Owen Egerton has compiled a book of small stories in "How Best to Avoid Dying." I have to say that I had mixed feelings as I read through some of the stories. It is very difficult to describe my feelings about them as they had the strangest affect on me. I was very disturbed by many of them, but something about them compelled me to read on. I don't think a book has ever had quite that affect on me before. The author is an excellent writer and definitely knows how to draw a reader in.

I often wondered as I was reading "How Best to Avoid Dying" what motivates an author to come up with this brand of writing. Egerton often employed dark humor to get his point across in the stories. He seemed to be poking fun at mankind in an insightful way by writing about human eccentricities. What compels a person to write a book like this? I guess the even bigger question is, what compelled me to not to put it down until I was done?

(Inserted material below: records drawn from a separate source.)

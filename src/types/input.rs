//! Typed per-endpoint inputs.
//!
//! The router converts an untyped [`crate::UnifiedRequest`] into exactly one of these variants;
//! adapters only ever see typed input. Fields that an endpoint requires are still optional here so
//! the adapter can reject a missing value with a descriptive error before any network call.

use super::endpoint::Endpoint;
use serde_json::{Map, Value};
use std::path::PathBuf;

/// Conversation routed to the chat-completion endpoint.
#[derive(Debug, Clone, Default, PartialEq)]
pub struct ChatInput {
    pub model: Option<String>,
    /// Messages as the caller supplied them (`{role, content}` objects).
    pub messages: Vec<Value>,
    /// Prepended as a system message.
    pub instructions: Option<String>,
    /// Pass-through options (temperature, max_tokens, tools, tool_choice, ...).
    pub options: Map<String, Value>,
}

/// Turn routed to the unified response endpoint.
#[derive(Debug, Clone, Default, PartialEq)]
pub struct ResponseInput {
    pub model: Option<String>,
    /// Text, a single `{role, content[]}` item, or an array of items.
    pub input: Option<Value>,
    pub instructions: Option<String>,
    pub tools: Option<Value>,
    /// Set when the input was recognized as structured (vision / image-input) content.
    pub image_input: bool,
    pub options: Map<String, Value>,
}

#[derive(Debug, Clone, Default, PartialEq)]
pub struct TranscriptionInput {
    pub file: Option<PathBuf>,
    pub model: Option<String>,
    pub language: Option<String>,
    pub prompt: Option<String>,
    pub response_format: Option<String>,
    pub temperature: Option<f64>,
}

#[derive(Debug, Clone, Default, PartialEq)]
pub struct TranslationInput {
    pub file: Option<PathBuf>,
    pub model: Option<String>,
    pub prompt: Option<String>,
    pub response_format: Option<String>,
    pub temperature: Option<f64>,
}

#[derive(Debug, Clone, Default, PartialEq)]
pub struct SpeechInput {
    pub text: Option<String>,
    pub model: Option<String>,
    pub voice: Option<String>,
    pub response_format: Option<String>,
    pub speed: Option<f64>,
}

#[derive(Debug, Clone, Default, PartialEq)]
pub struct ImageGenerationInput {
    pub prompt: Option<String>,
    pub model: Option<String>,
    pub n: Option<u32>,
    pub size: Option<String>,
    pub quality: Option<String>,
    pub style: Option<String>,
    pub response_format: Option<String>,
}

#[derive(Debug, Clone, Default, PartialEq)]
pub struct ImageEditInput {
    pub image: Option<PathBuf>,
    pub mask: Option<PathBuf>,
    pub prompt: Option<String>,
    pub model: Option<String>,
    pub n: Option<u32>,
    pub size: Option<String>,
    pub response_format: Option<String>,
}

#[derive(Debug, Clone, Default, PartialEq)]
pub struct ImageVariationInput {
    pub image: Option<PathBuf>,
    pub model: Option<String>,
    pub n: Option<u32>,
    pub size: Option<String>,
    pub response_format: Option<String>,
}

/// Classified request: one variant per [`Endpoint`].
#[derive(Debug, Clone, PartialEq)]
pub enum TurnInput {
    Chat(ChatInput),
    Response(ResponseInput),
    Transcription(TranscriptionInput),
    Translation(TranslationInput),
    Speech(SpeechInput),
    ImageGeneration(ImageGenerationInput),
    ImageEdit(ImageEditInput),
    ImageVariation(ImageVariationInput),
}

impl TurnInput {
    pub fn endpoint(&self) -> Endpoint {
        match self {
            TurnInput::Chat(_) => Endpoint::ChatCompletion,
            TurnInput::Response(_) => Endpoint::UnifiedResponse,
            TurnInput::Transcription(_) => Endpoint::AudioTranscription,
            TurnInput::Translation(_) => Endpoint::AudioTranslation,
            TurnInput::Speech(_) => Endpoint::AudioSpeech,
            TurnInput::ImageGeneration(_) => Endpoint::ImageGeneration,
            TurnInput::ImageEdit(_) => Endpoint::ImageEdit,
            TurnInput::ImageVariation(_) => Endpoint::ImageVariation,
        }
    }
}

"How Best to Avoid Dying" primarily explores the painful side of life, and facing up to the realization that we all will die. The book starts with a seemingly innocent spelling bee where the children are eliminated for spelling errors by being dropped through a trap door to meet an awful fate. The strange stories include the author's biblical interpretation of the story of Lazarus to the bizarre summer camp counselor story of the Martyrs of Mountain Peak. Then there was "The Fecalist" -- I will leave the description of this story to your imagination.

Overall, "How Best to Avoid Dying" was very well written and I would recommend it to people who enjoy bizarre stories like the Stephen King and Dean Koontz crowd. I think you will feel like I did at the end of the book - I am still trying to figure out what makes this author tick and think it would be great fun to sit and have an in-depth conversation with him on the meaning of life.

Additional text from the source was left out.